//! The investor questionnaire: a fixed catalog of questions, validation of raw
//! answers, and conversion of a valid answer set into a stored [`Profile`].

pub mod catalog;
pub mod preview;

use crate::domain::profile::{
    parse_industries, ExperienceLevel, InvestmentFrequency, InvestmentHorizon, Profile,
    Responses, RiskAppetite,
};
use crate::error::ProfileError;
use crate::storage::profiles::ProfileStore;
use catalog::{Question, QuestionType, QUESTIONS, REQUIRED_IDS};
use serde::ser::SerializeMap;
use serde::{Serialize, Serializer};
use serde_json::Value;
use std::collections::HashSet;
use std::str::FromStr;
use std::sync::Arc;

/// One answered question with its human-readable labels attached.
#[derive(Debug, Clone, PartialEq, Serialize)]
pub struct ExportedResponse {
    pub question: &'static str,
    pub response: Value,
    #[serde(rename = "type")]
    pub kind: QuestionType,
    #[serde(skip_serializing_if = "Option::is_none")]
    pub response_label: Option<&'static str>,
    #[serde(skip_serializing_if = "Option::is_none")]
    pub response_labels: Option<Vec<&'static str>>,
}

/// Exported answers in catalog order; serializes as a JSON object keyed by
/// question id.
#[derive(Debug, Clone, Default, PartialEq)]
pub struct ExportedResponses(Vec<(&'static str, ExportedResponse)>);

impl ExportedResponses {
    pub fn get(&self, question_id: &str) -> Option<&ExportedResponse> {
        self.0
            .iter()
            .find(|(id, _)| *id == question_id)
            .map(|(_, r)| r)
    }

    pub fn contains_key(&self, question_id: &str) -> bool {
        self.get(question_id).is_some()
    }

    pub fn ids(&self) -> impl Iterator<Item = &'static str> + '_ {
        self.0.iter().map(|(id, _)| *id)
    }

    pub fn len(&self) -> usize {
        self.0.len()
    }

    pub fn is_empty(&self) -> bool {
        self.0.is_empty()
    }
}

impl Serialize for ExportedResponses {
    fn serialize<S: Serializer>(&self, serializer: S) -> Result<S::Ok, S::Error> {
        let mut map = serializer.serialize_map(Some(self.0.len()))?;
        for (id, response) in &self.0 {
            map.serialize_entry(id, response)?;
        }
        map.end()
    }
}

**PROBLEM DESCRIPTION:** Set the records above down again. Match them exactly.

**RESULT:**
//! The investor questionnaire: a fixed catalog of questions, validation of raw
//! answers, and conversion of a valid answer set into a stored [`Profile`].

pub mod catalog;
pub mod preview;

use crate::domain::profile::{
    parse_industries, ExperienceLevel, InvestmentFrequency, InvestmentHorizon, Profile,
    Responses, RiskAppetite,
};
use crate::error::ProfileError;
use crate::storage::profiles::ProfileStore;
use catalog::{Question, QuestionType, QUESTIONS, REQUIRED_IDS};
use serde::ser::SerializeMap;
use serde::{Serialize, Serializer};
use serde_json::Value;
use std::collections::HashSet;
use std::str::FromStr;
use std::sync::Arc;

/// One answered question with its human-readable labels attached.
#[derive(Debug, Clone, PartialEq, Serialize)]
pub struct ExportedResponse {
    pub question: &'static str,
    pub response: Value,
    #[serde(rename = "type")]
    pub kind: QuestionType,
    #[serde(skip_serializing_if = "Option::is_none")]
    pub response_label: Option<&'static str>,
    #[serde(skip_serializing_if = "Option::is_none")]
    pub response_labels: Option<Vec<&'static str>>,
}

/// Exported answers in catalog order; serializes as a JSON object keyed by
/// question id.
#[derive(Debug, Clone, Default, PartialEq)]
pub struct ExportedResponses(Vec<(&'static str, ExportedResponse)>);

impl ExportedResponses {
    pub fn get(&self, question_id: &str) -> Option<&ExportedResponse> {
        self.0
            .iter()
            .find(|(id, _)| *id == question_id)
            .map(|(_, r)| r)
    }

    pub fn contains_key(&self, question_id: &str) -> bool {
        self.get(question_id).is_some()
    }

    pub fn ids(&self) -> impl Iterator<Item = &'static str> + '_ {
        self.0.iter().map(|(id, _)| *id)
    }

    pub fn len(&self) -> usize {
        self.0.len()
    }

    pub fn is_empty(&self) -> bool {
        self.0.is_empty()
    }
}

impl Serialize for ExportedResponses {
    fn serialize<S: Serializer>(&self, serializer: S) -> Result<S::Ok, S::Error> {
        let mut map = serializer.serialize_map(Some(self.0.len()))?;
        for (id, response) in &self.0 {
            map.serialize_entry(id, response)?;
        }
        map.end()
    }
}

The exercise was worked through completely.